Episode 2: An Unwelcome Guest!
& “ECHOES FROM ESSEX”
May 30th – September 20th 2020

We are excited to announce that today, for the first time, we are joining forces with Chelmsford Civic Theatre for the beginning of our “Echoes from Essex” Lockdown Festival. Running throughout the summer, it will be celebrating outstanding women in STEAMM (Science, Technology, Engineering, Arts, Maths & Medicine) from Essex past and present as part of ESSEX 2020.

More details will be released over the coming weeks, so get ready to embark on a whirlwind of PODCASTS; SINGING & SCIENCE WORKSHOPS; LIVE DISCUSSIONS with SCIENTISTS, ENGINEERS and COMPOSERS; and INCREDIBLE NEW ART WORKS, all intertwined with MUSIC made by, with and for ESSEX WOMEN, who have been busy BREAKING THE MOULD.

Meanwhile we begin, appropriately, with a celebration of a dazzling event involving an Essex celebrity from the C17th in our PODCAST SERIES: “Women of Science & Music: 30 celebrations”

Episode 2: An Unwelcome Guest!

press the blue arrow below to listen

On May 30th 1667, Margaret Cavendish paid an extraordinary visit to London’s Royal Society. Ostensibly the focus of the day was her invitation to view some experiments by their most illustrious fellows, especially the microscopist Robert Hooke. But like the diarist Samuel Pepys, many of the Fellows and the crowds in the streets turned up to ogle Cavendish herself. A notorious celebrity, she was renowned for her outrageous clothes, make-up and behaviour – to say nothing of her poems and controversial scientific publications. This ESSEX WOMAN liked to stand out from the crowd.
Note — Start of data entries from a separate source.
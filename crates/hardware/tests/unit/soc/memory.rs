//! # RAM Tests

use ls8_core::common::Trap;
use ls8_core::soc::Ram;

#[test]
fn test_new_is_zeroed() {
    let ram = Ram::new(256);
    assert_eq!(ram.size(), 256);
    assert!(ram.as_slice().iter().all(|&b| b == 0));
}

#[test]
fn test_read_write() {
    let mut ram = Ram::new(256);
    ram.write(0, 1).unwrap();
    ram.write(255, 0xEE).unwrap();
    assert_eq!(ram.read(0), Ok(1));
    assert_eq!(ram.read(255), Ok(0xEE));
}

#[test]
fn test_out_of_bounds_access() {
    let mut ram = Ram::new(256);
    assert_eq!(ram.read(256), Err(Trap::AddressOutOfBounds(256)));
    assert_eq!(ram.write(300, 1), Err(Trap::AddressOutOfBounds(300)));
    assert_eq!(ram.peek(256), None);
}

#[test]
fn test_load_image_at_zero() {
    let mut ram = Ram::new(16);
    ram.load_image(&[1, 2, 3]).unwrap();
    assert_eq!(&ram.as_slice()[..4], &[1, 2, 3, 0]);
}

#[test]
fn test_oversized_image_leaves_memory_untouched() {
    let mut ram = Ram::new(4);
    ram.write(0, 9).unwrap();
    assert_eq!(
        ram.load_image(&[1, 2, 3, 4, 5]),
        Err(Trap::AddressOutOfBounds(4))
    );
    assert_eq!(ram.as_slice(), &[9, 0, 0, 0]);
}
Cavendish is the Unwelcome Guest of today’s podcast presented by Frances M Lynch, Artistic Director of electric voice theatre, with the very welcome guests and historians of science, Dr Patricia Fara, Emeritus Fellow of Clare College Cambridge and Professor Sarah Hutton, Honorary Visiting Professor at the University of York who is also an historian of philosophy.
The music includes the premiere of Lynch’s setting of a short text by Margaret Cavendish,“Firmament” for soprano and tenor viol which is in this case played by Annabel Malton, seen below recording her part at home; and a piece not heard for several centuries by English composer and harpsichordist Elizabeth Turner (c.1700 – 1756), sung by Margaret Cameron and Jenny Miller with the instrumental parts realised at the keyboard by Frances M Lynch “A Man that’s neither High nor Low” – for the full text please visit the composers page for a downloadable pdf

(Centre) Margaret Cavendish (née Lucas), Duchess of Newcastle upon Tyne by Pieter Louis van Schuppen, after Abraham Diepenbeeck line engraving, circa 1655-1658 (National Portrait Gallery, London); (Bottom Left) Composer Frances M Lynch; (Bottom Right) Composer Elizabeth Turner represented by The double-manual harpsichord of Vital Julian Frey, after model from Jean-Claude Goujon 1749 (CC)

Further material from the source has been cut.